Semiconductors & Sudden Wealth

Had you, a year ago, possessed the foresight—or, let’s be honest, a decent tip—to invest a modest ten thousand dollars in this enterprise, you’d now be admiring fifteen thousand. A 50% return. Not bad. Though one shouldn’t mistake luck for genius. It’s merely a fortunate alignment of silicon and speculation.

Apple’s Quarterly Reckoning

Management will deliver its ritualistic quarterly accounting this week, a public recitation of numbers that obscure more than they reveal. The analysts’ conference, scheduled for Thursday at 5 p.m. ET, will be a carefully staged performance, a theater of calculated optimism. But within this spectacle, one metric demands particular scrutiny, a silent witness to the company’s enduring strength.

UUUU: The Uranium Panic & Why It’s All Going South

Uranium prices? Don’t even start me on uranium. The stuff is going parabolic, a goddamn rocket ship aimed at the stratosphere. Trading Economics says it’s up 12% in the last two months – $88.40 a pound. The highest since May. And still clawing towards that $106 peak from February. It’s a uranium frenzy, a radioactive gold rush, and Energy Fuels is… falling? Makes absolutely NO sense. NONE.

Plug Power: A Speculative Venture

One is led to consider, however, whether the ensuing years might present a more promising prospect. Let us examine the company’s declared intentions and assess the likelihood of their fulfillment. It is a matter of discerning whether their current course will lead to a respectable stability, or merely a continuation of past disappointments.

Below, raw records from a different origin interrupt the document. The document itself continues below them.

// tests/common/mod.rs
// Shared helpers: a throwaway local HTTP server standing in for GNews/OpenAI.
#![allow(dead_code)]

use axum::Router;
use tokio::net::TcpListener;

use news_sentiment::config::Settings;

/// Serve `app` on an ephemeral port and return its base URL.
pub async fn spawn_mock(app: Router) -> String {
    let listener = TcpListener::bind("127.0.0.1:0")
        .await
        .expect("bind mock listener");
    let addr = listener.local_addr().expect("mock addr");
    tokio::spawn(async move {
        axum::serve(listener, app).await.expect("mock server");
    });
    format!("http://{addr}")
}

/// Defaults with the data directory pointed at `dir`.
pub fn settings_in(dir: &std::path::Path) -> Settings {
    Settings {
        data_dir: dir.to_path_buf(),
        ..Settings::default()
    }
}

/// GNews-shaped body with three dated articles.
pub fn three_articles() -> serde_json::Value {
    serde_json::json!({
        "totalArticles": 3,
        "articles": [
            {
                "title": "Markets rally",
                "description": "great news",
                "publishedAt": "2024-03-01T08:00:00Z",
                "source": {"name": "Mint", "url": "https://livemint.com"},
                "url": "https://example.com/1"
            },
            {
                "title": "Floods in the north",
                "description": "terrible disaster",
                "publishedAt": "2024-03-02T09:30:00Z",
                "source": {"name": "NDTV", "url": "https://ndtv.com"},
                "url": "https://example.com/2"
            },
            {
                "title": "Weather today",
                "description": "the sky is blue",
                "publishedAt": "2024-03-03T10:15:00Z",
                "source": {"name": "The Hindu", "url": "https://thehindu.com"},
                "url": "https://example.com/3"
            }
        ]
    })
}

Applied Digital: A Most Peculiar Investment

The implications of this, should everything proceed according to plan (a concept statistically less likely than a penguin winning the Kentucky Derby), could be…significant. Upside, as the financial community so elegantly puts it, could be “massive.” One wonders, though, if “massive” is really the best descriptor. Perhaps “sufficiently large to require a new unit of measurement” would be more accurate. (One has considered proposing the “Bartholomew” – equivalent to 1.42 billion dollars, after careful consideration of the average lifespan of a garden gnome – but the paperwork involved is, frankly, terrifying.)

Harmony: A Biotech With a Pulse (and a Plot Twist)

Now, I’m a historian, which means I’m supposed to be objective. But let’s be honest, I’m also a sucker for a good story. And in my search for companies worthy of my (totally imaginary) Voyager Portfolio, I stumbled upon something…unexpected. Biotech is usually a minefield, full of promises and pink slips. But Harmony Biosciences (HRMY +0.04%)? This little company…it’s got a pulse. And maybe, just maybe, a plot twist. It’s not a household name, which is suspicious in itself. I mean, everyone’s heard of Big Pharma, right? These guys? Radio silence. That’s what made me investigate. This first article is the beginning of a three-part series, so buckle up. It’s going to be a bumpy, and hopefully profitable, ride.

Crypto’s Grand Circus: Entropy’s $25M Farewell Waltz

Four years of navigating the tempestuous seas of market cycles, of chasing the ever-elusive “venture scale,” have led to this moment. Unlike the many projects that vanish into the ether, Entropy exits with a modicum of dignity, returning capital to its investors. A rare gesture in a world where greed often trumps grace.

The AI Bubble: A Comedy in Two Acts

AMD, a company once content to dwell in the shadows of its larger rival, now fancies itself a leading man. Its data center chips, though still trailing Nvidia in the grand scheme, are experiencing a surge in demand. The third quarter, we are told, saw record sales of its EPYC processors, driven by the insatiable appetites of Google, Microsoft, and even Alibaba. A flattering report, certainly, but one must ask: is this genuine appreciation, or merely a temporary indulgence?

Treasury Dust: A Study in Managed Stability

These instruments, ostensibly dedicated to the pursuit of low-risk income through the acquisition of U.S. Treasury obligations, represent a peculiar paradox. They are, in essence, a formalized admission of systemic fragility—a recognition that the pursuit of unbridled growth necessitates the concurrent construction of elaborate bulwarks against its inevitable failures. The conservative investor, it appears, is not seeking prosperity, but rather the postponement of reckoning.